Index | Thread | Search

From:
Kirill A. Korinsky <kirill@korins.ky>
Subject:
Re: sys/nfs: fix TCP socket use after reconnect
To:
Alexander Bluhm <bluhm@openbsd.org>
Cc:
tech@openbsd.org
Date:
Fri, 24 Apr 2026 12:53:19 +0200

Download raw body.

Thread
On Fri, 24 Apr 2026 10:32:10 +0200,
Alexander Bluhm <bluhm@openbsd.org> wrote:
> 
> On Tue, Apr 21, 2026 at 12:55:46PM +0200, Kirill A. Korinsky wrote:
> > tech@,
> > 
> > There is a race in the NFS/TCP client when several requests are active
> > and the connection stalls or times out.

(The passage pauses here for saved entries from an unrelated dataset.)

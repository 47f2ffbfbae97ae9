use std::collections::HashSet;
use std::path::Path;

use serde::{Deserialize, Serialize};
use tracing::warn;

use crate::counting::MapTrieCounter;
use crate::error::Result;
use crate::model::persist;
use crate::model::{DynamicState, IndexedModel, Predictions, ProbConf};

/// Default context window, counting the predicted token itself.
pub const DEFAULT_NGRAM_ORDER: usize = 6;
/// Default Jelinek-Mercer interpolation weight.
pub const DEFAULT_LAMBDA: f64 = 0.5;
/// Default number of candidates gathered per prediction.
pub const DEFAULT_PREDICTION_CUTOFF: usize = 10;

/// How an n-gram order's raw counts turn into a probability/confidence pair.
///
/// Confidence doubles as the interpolation weight when orders are folded, so
/// each method expresses its smoothing entirely through this pair:
/// - Jelinek-Mercer: maximum-likelihood probability at fixed confidence.
/// - Witten-Bell: confidence shrinks where many successors were seen once.
/// - Absolute discounting (plain and modified): a discount is subtracted
///   from the count, and the held-out mass is reported through confidence,
///   with the probability renormalized to the kept mass.
#[derive(Clone, Copy, Debug, PartialEq, Serialize, Deserialize)]
pub enum Smoothing {
	JelinekMercer { lambda: f64 },
	WittenBell,
	AbsoluteDiscount,
	ModifiedAbsoluteDiscount,
}

/// Smoothed n-gram model over a frequency trie.
///
/// # Invariants
/// - Learning a token counts every suffix of its context window, so every
///   order from 1 to `order` is populated exactly once per position and
///   forgetting the same tokens restores the previous counts.
/// - Scoring folds the window's suffixes from shortest to longest, stopping
///   at the first unseen context; both components of the result lie in
///   `[0, 1]`.
pub struct NGramModel {
	order: usize,
	smoothing: Smoothing,
	counter: MapTrieCounter,
	prediction_cutoff: usize,
	dynamics: DynamicState,
}

impl NGramModel {
	pub fn new(order: usize, smoothing: Smoothing) -> Self {
		Self::with_counter(order, smoothing, MapTrieCounter::new())
	}

	pub fn with_counter(order: usize, smoothing: Smoothing, counter: MapTrieCounter) -> Self {
		let order = order.max(1);
		let smoothing = match smoothing {
			Smoothing::JelinekMercer { lambda } if !(0.0..=1.0).contains(&lambda) => {
				let clamped = lambda.clamp(0.0, 1.0);
				warn!(lambda, clamped, "interpolation weight out of range, clamping");
				Smoothing::JelinekMercer { lambda: clamped }
			}
			other => other,
		};
		NGramModel {
			order,
			smoothing,
			counter,
			prediction_cutoff: DEFAULT_PREDICTION_CUTOFF,
			dynamics: DynamicState::default(),
		}
	}

	/// Jelinek-Mercer model. `lambda` is clamped into `[0, 1]`.
	pub fn jm(order: usize, lambda: f64) -> Self {
		Self::new(order, Smoothing::JelinekMercer { lambda })
	}

	pub fn wb(order: usize) -> Self {
		Self::new(order, Smoothing::WittenBell)
	}

	pub fn ad(order: usize) -> Self {
		Self::new(order, Smoothing::AbsoluteDiscount)
	}

	pub fn adm(order: usize) -> Self {
		Self::new(order, Smoothing::ModifiedAbsoluteDiscount)
	}

	/// The default configuration: Jelinek-Mercer at order 6, lambda 0.5.
	pub fn standard() -> Self {
		Self::jm(DEFAULT_NGRAM_ORDER, DEFAULT_LAMBDA)
	}

	pub fn order(&self) -> usize {
		self.order
	}

	pub fn smoothing(&self) -> Smoothing {
		self.smoothing
	}

	pub fn counter(&self) -> &MapTrieCounter {
		&self.counter
	}

	pub fn clear_counter(&mut self) {
		self.counter = MapTrieCounter::new();
	}

	pub fn set_prediction_cutoff(&mut self, cutoff: usize) {
		self.prediction_cutoff = cutoff;
	}

	/// The context window ending at `index`, at most `order` tokens long.
	fn window_at<'a>(input: &'a [usize], index: usize, order: usize) -> &'a [usize] {
		let start = (index + 1).saturating_sub(order);
		&input[start..=index]
	}

	/// Turn one order's raw counts into a probability/confidence pair.
	/// `context_count` must be nonzero.
	pub(crate) fn model_with_confidence(
		&self,
		sequence: &[usize],
		count: u64,
		context_count: u64,
	) -> ProbConf {
		let context = &sequence[..sequence.len() - 1];
		let context_count = context_count as f64;
		match self.smoothing {
			Smoothing::JelinekMercer { lambda } => {
				ProbConf::new(count as f64 / context_count, lambda)
			}
			Smoothing::WittenBell => {
				let distinct = self.counter.get_distinct_counts(1, context)[0] as f64;
				let prob = count as f64 / context_count;
				let conf = context_count / (context_count + distinct);
				ProbConf::new(prob, conf)
			}
			Smoothing::AbsoluteDiscount => {
				let n1 = self.counter.get_count_of_count(sequence.len(), 1) as f64;
				let n2 = self.counter.get_count_of_count(sequence.len(), 2) as f64;
				let mut discount = n1 / (n1 + 2.0 * n2);
				if !discount.is_finite() {
					discount = 0.6;
				}
				let distinct = self.counter.get_distinct_counts(1, context)[0] as f64;
				let kept = (count as f64 - discount).max(0.0) / context_count;
				let conf = 1.0 - distinct * discount / context_count;
				Self::renormalized(kept, conf)
			}
			Smoothing::ModifiedAbsoluteDiscount => {
				let n: Vec<f64> = (1..=4)
					.map(|c| self.counter.get_count_of_count(sequence.len(), c) as f64)
					.collect();
				let y = n[0] / (n[0] + 2.0 * n[1]);
				let mut discounts = [
					y,
					2.0 - 3.0 * y * n[2] / n[1],
					3.0 - 4.0 * y * n[3] / n[2],
				];
				for (i, discount) in discounts.iter_mut().enumerate() {
					let k = (i + 1) as f64;
					if !discount.is_finite() || *discount < 0.25 * k || *discount > k {
						*discount = 0.6 * k;
					}
				}
				let tiers = self.counter.get_distinct_counts(3, context);
				let discount = if count > 0 {
					discounts[(count.min(3) - 1) as usize]
				} else {
					0.0
				};
				let held_out = discounts
					.iter()
					.zip(&tiers)
					.map(|(d, &tier)| d * tier as f64)
					.sum::<f64>();
				let kept = (count as f64 - discount).max(0.0) / context_count;
				let conf = 1.0 - held_out / context_count;
				Self::renormalized(kept, conf)
			}
		}
	}

	/// Report a discounted probability relative to the kept mass, guarding
	/// against degenerate confidence.
	fn renormalized(kept: f64, conf: f64) -> ProbConf {
		let conf = conf.clamp(0.0, 1.0);
		if conf <= 0.0 {
			return ProbConf::ZERO;
		}
		ProbConf::new((kept / conf).clamp(0.0, 1.0), conf)
	}

	/// Score `index` by folding the window's suffixes, shortest first,
	/// stopping at the first unseen context. Confidence grows with the
	/// number of participating orders as `1 - 2^-hits`.
	fn score_at(&self, input: &[usize], index: usize) -> ProbConf {
		let window = Self::window_at(input, index, self.order);
		let mut probability = 0.0;
		let mut mass = 0.0;
		let mut hits: i32 = 0;
		for start in (0..window.len()).rev() {
			let sequence = &window[start..];
			let (count, context_count) = self.counter.get_counts(sequence);
			if context_count == 0 {
				break;
			}
			let scored = self.model_with_confidence(sequence, count, context_count);
			mass = (1.0 - scored.conf) * mass + scored.conf;
			probability = (1.0 - scored.conf) * probability + scored.conf * scored.prob;
			hits += 1;
		}
		if mass > 0.0 {
			probability /= mass;
		}
		let confidence = 1.0 - 2f64.powi(-hits);
		ProbConf::new(probability.clamp(0.0, 1.0), confidence.clamp(0.0, 1.0))
	}
}

impl IndexedModel for NGramModel {
	fn dynamics(&self) -> &DynamicState {
		&self.dynamics
	}

	fn dynamics_mut(&mut self) -> &mut DynamicState {
		&mut self.dynamics
	}

	fn learn_at(&mut self, input: &[usize], index: usize) {
		let window = Self::window_at(input, index, self.order);
		for start in 0..window.len() {
			self.counter.count(&window[start..]);
		}
	}

	fn forget_at(&mut self, input: &[usize], index: usize) {
		let window = Self::window_at(input, index, self.order);
		for start in 0..window.len() {
			self.counter.uncount(&window[start..]);
		}
	}

	fn model_at_index(&mut self, input: &[usize], index: usize) -> ProbConf {
		self.score_at(input, index)
	}

	fn predict_at_index(&mut self, input: &[usize], index: usize) -> Predictions {
		// Candidates come from the successors of ever-shorter contexts
		// ending just before the predicted position; the empty context
		// (most frequent tokens overall) fills any remaining room.
		let context: &[usize] = if index == 0 {
			&[]
		} else {
			Self::window_at(input, index - 1, self.order)
		};
		let mut seen = HashSet::new();
		let mut candidates = Vec::new();
		for start in 0..=context.len() {
			let room = self.prediction_cutoff.saturating_sub(candidates.len());
			if room == 0 {
				break;
			}
			for candidate in self.counter.get_top_successors(&context[start..], room) {
				if seen.insert(candidate) {
					candidates.push(candidate);
				}
			}
		}

		// Each candidate is scored as if it stood at the queried position.
		let mut probe = input.to_vec();
		if index == probe.len() {
			probe.push(0);
		}
		let mut predictions = Predictions::with_capacity(candidates.len());
		for candidate in candidates {
			probe[index] = candidate;
			predictions.insert(candidate, self.score_at(&probe, index));
		}
		predictions
	}

	fn save_to(&self, directory: &Path) -> Result<()> {
		persist::save_ngram(self, directory)
	}
}

#[cfg(test)]
mod tests {
	use super::*;
	use crate::model::Model;

	fn jm_counter_with(pairs: &[(usize, usize, u64)]) -> MapTrieCounter {
		let mut counter = MapTrieCounter::new();
		for &(a, b, times) in pairs {
			for _ in 0..times {
				counter.count(&[a]);
				counter.count(&[a, b]);
				counter.count(&[b]);
			}
		}
		counter
	}

	#[test]
	fn jelinek_mercer_literal_case() {
		// Bigram seen 4 times in a context seen 10 times, lambda 0.5.
		let counter = jm_counter_with(&[(1, 2, 4), (1, 3, 6)]);
		let model = NGramModel::with_counter(2, Smoothing::JelinekMercer { lambda: 0.5 }, counter);
		let (count, context_count) = model.counter().get_counts(&[1, 2]);
		assert_eq!((count, context_count), (4, 10));
		let scored = model.model_with_confidence(&[1, 2], count, context_count);
		assert!((scored.prob - 0.4).abs() < 1e-12);
		assert!((scored.conf - 0.5).abs() < 1e-12);
	}

	#[test]
	fn lambda_is_clamped_into_range() {
		let model = NGramModel::jm(3, 1.5);
		assert_eq!(model.smoothing(), Smoothing::JelinekMercer { lambda: 1.0 });
	}

	#[test]
	fn unseen_context_scores_zero_confidence() {
		let mut model = NGramModel::standard();
		let scored = model.model_at_index(&[1, 2, 3], 2);
		assert_eq!(scored.conf, 0.0);
	}

	#[test]
	fn score_components_stay_in_unit_interval() {
		let mut model = NGramModel::jm(3, 0.5);
		model.learn(&[1, 2, 3, 1, 2, 4, 1, 2, 3]);
		for index in 0..5 {
			let scored = model.model_at_index(&[1, 2, 3, 2, 1], index);
			assert!((0.0..=1.0).contains(&scored.prob), "prob {}", scored.prob);
			assert!((0.0..=1.0).contains(&scored.conf), "conf {}", scored.conf);
		}
	}

	#[test]
	fn fold_confidence_grows_with_matched_orders() {
		let mut model = NGramModel::jm(3, 0.5);
		model.learn(&[1, 2, 3]);
		// All three orders match at the last position.
		let scored = model.model_at_index(&[1, 2, 3], 2);
		assert!((scored.conf - (1.0 - 0.125)).abs() < 1e-12);
		// Only the unigram order matches in a foreign context.
		let scored = model.model_at_index(&[9, 8, 3], 2);
		assert!((scored.conf - 0.5).abs() < 1e-12);
	}

	#[test]
	fn learn_then_forget_restores_counts() {
		let mut model = NGramModel::jm(3, 0.5);
		model.learn(&[1, 2, 3, 4]);
		let before: Vec<(u64, u64)> = [&[1][..], &[1, 2], &[2, 3], &[1, 2, 3], &[2, 3, 4]]
			.iter()
			.map(|seq| model.counter().get_counts(seq))
			.collect();

		model.learn(&[2, 3, 4, 5]);
		model.forget(&[2, 3, 4, 5]);
		let after: Vec<(u64, u64)> = [&[1][..], &[1, 2], &[2, 3], &[1, 2, 3], &[2, 3, 4]]
			.iter()
			.map(|seq| model.counter().get_counts(seq))
			.collect();
		assert_eq!(before, after);
		assert_eq!(model.counter().get_counts(&[5]), (0, 4));
	}

	#[test]
	fn witten_bell_confidence_tracks_successor_diversity() {
		// Context 1 seen 4 times with 2 distinct successors.
		let mut model = NGramModel::wb(2);
		for seq in [[1, 2], [1, 2], [1, 3], [1, 3]] {
			model.learn(&seq);
		}
		let (count, context_count) = model.counter().get_counts(&[1, 2]);
		let scored = model.model_with_confidence(&[1, 2], count, context_count);
		// count 2 of 4, confidence 4 / (4 + 2 distinct).
		assert!((scored.prob - 0.5).abs() < 1e-12);
		assert!((scored.conf - 4.0 / 6.0).abs() < 1e-12);
	}

	#[test]
	fn absolute_discount_reports_renormalized_probability() {
		let mut model = NGramModel::ad(2);
		// Bigrams of length 2: (1,2) twice, (1,3) once, (4,5) once.
		for seq in [[1, 2], [1, 2], [1, 3], [4, 5]] {
			model.learn(&seq);
		}
		// n1 = 2, n2 = 1 at length 2, so D = 2/4 = 0.5.
		let (count, context_count) = model.counter().get_counts(&[1, 2]);
		assert_eq!((count, context_count), (2, 3));
		let scored = model.model_with_confidence(&[1, 2], count, context_count);
		let conf = 1.0 - 2.0 * 0.5 / 3.0;
		assert!((scored.conf - conf).abs() < 1e-12);
		assert!((scored.prob - ((2.0 - 0.5) / 3.0) / conf).abs() < 1e-12);
	}

	#[test]
	fn degenerate_discount_falls_back() {
		// Empty counter: n1 = n2 = 0 makes the discount 0/0.
		let model = NGramModel::ad(2);
		let scored = model.model_with_confidence(&[1, 2], 0, 1);
		assert!(scored.prob.is_finite());
		assert!(scored.conf.is_finite());
	}

	#[test]
	fn modified_discount_clamps_higher_discounts() {
		let mut model = NGramModel::adm(2);
		for seq in [[1, 2], [1, 2], [1, 3], [4, 5]] {
			model.learn(&seq);
		}
		// n3 = 0 at length 2 makes D3 undefined, so it falls back to
		// 0.6 * k; the result must still be a valid pair.
		let (count, context_count) = model.counter().get_counts(&[1, 2]);
		let scored = model.model_with_confidence(&[1, 2], count, context_count);
		assert!((0.0..=1.0).contains(&scored.prob));
		assert!((0.0..=1.0).contains(&scored.conf));
	}

	#[test]
	fn prediction_candidates_come_from_context_successors() {
		let mut model = NGramModel::jm(2, 0.5);
		model.learn(&[1, 2]);
		model.learn(&[1, 2]);
		model.learn(&[1, 3]);
		let predictions = model.predict_token(&[1], 1);
		assert!(predictions.contains_key(&2));
		assert!(predictions.contains_key(&3));
		let p2 = predictions[&2];
		let p3 = predictions[&3];
		assert!(p2.prob > p3.prob);
	}

	#[test]
	fn prediction_cutoff_limits_candidates() {
		let mut model = NGramModel::jm(2, 0.5);
		for token in 10..30 {
			model.learn(&[1, token]);
		}
		model.set_prediction_cutoff(5);
		let predictions = model.predict_token(&[1], 1);
		assert_eq!(predictions.len(), 5);
	}

	#[test]
	fn predicting_at_first_position_uses_empty_context() {
		let mut model = NGramModel::jm(2, 0.5);
		model.learn(&[4, 4, 4, 5]);
		let predictions = model.predict_token(&[], 0);
		assert!(predictions.contains_key(&4));
	}

	#[test]
	fn confidence_query_keeps_the_model_dynamic() {
		let mut model = NGramModel::jm(2, 0.5);
		model.set_dynamic(true);
		model.learn(&[1, 2]);
		model.get_confidence(&[1], 1);
		assert!(model.dynamic());
		// Online learning still happens afterwards.
		model.model_token(&[3, 4], 1);
		assert_eq!(model.counter().get_counts(&[3, 4]).0, 1);
	}

	#[test]
	fn prediction_under_an_outer_pause_restores_the_flag() {
		let mut model = NGramModel::jm(2, 0.5);
		model.set_dynamic(true);
		model.learn(&[1, 2]);
		model.pause_dynamic();
		model.predict_token(&[1], 1);
		model.unpause_dynamic();
		assert!(model.dynamic());
	}

	#[test]
	fn dynamic_model_learns_while_scoring() {
		let mut model = NGramModel::jm(2, 0.5);
		model.set_dynamic(true);
		let input = [1, 2, 1, 2];
		let mut scores = Vec::new();
		for index in 0..input.len() {
			scores.push(model.model_token(&input, index));
		}
		// The second occurrence of the bigram benefits from the first.
		assert!(scores[3].prob > scores[1].prob);
		assert_eq!(model.counter().get_counts(&[1, 2]).0, 2);
	}
}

One thread enters nfs_receive(),
> > takes the current socket pointer, drops nfs_sndlock(), and waits in
> > soreceive(). Another thread on the same mount may then enter
> > nfs_reconnect(), decide the connection is dead, and close that same
> > socket.
> > 
> > The problem is that the first thread may still use the old socket after
> > reconnect has already replaced it. Under heavy parallel NFS/TCP load,
> > that can wedge reconnect or socket shutdown paths.
> > 
> > Suggested fix is simple: take a socket reference before the receive path
> > uses the socket, and release it only after that path is done.
> > 
> > This is not a strict lock order deadlock. It starts as a socket lifetime
> > bug, then can show up as an apparent deadlock if the wedged path still
> > owns kernel_lock. On a 2 CPU machine that is enough for a full hang: one
> > CPU owns kernel_lock, the other spins waiting for it.
> > 
> > If system has more than 2 CPU, it will survive, but NFS share will be
> > locked, and on reboot system hangs with "sync devices".
> > 
> > I encountered it few times per week when mount NFS share to laptop via
> > wifi with options: soft,intr,tcp,-x=2
> > 
> > I use this diff for more than a week now, and haven't seen NFS issues so
> > far, it actually works quite good. Yes, some times IO returns invalid
> > command and I see in dmesg: short receive ... from nfs server ...;
> > but it is a kind of expected behaviour.
> > 
> > Tests? Feedback? Ok?
> 
> You replace some return with goto errout.  This does some additional
> cleanup.  As error == EWOULDBLOCK the first block is not taken and
> as *mp should be NULL after an error the additional m_freemp()
> should hav no effect.  Also nfs_realign() should have no effect.
> 
> Still it needs additional review for this new error path.  I this
> change intensional?
>

Not really intensional, more like to keep diff smaller and avoid duplicating
sorele with if condition and because that reads as safe to use that way.

-- 
wbr, Kirill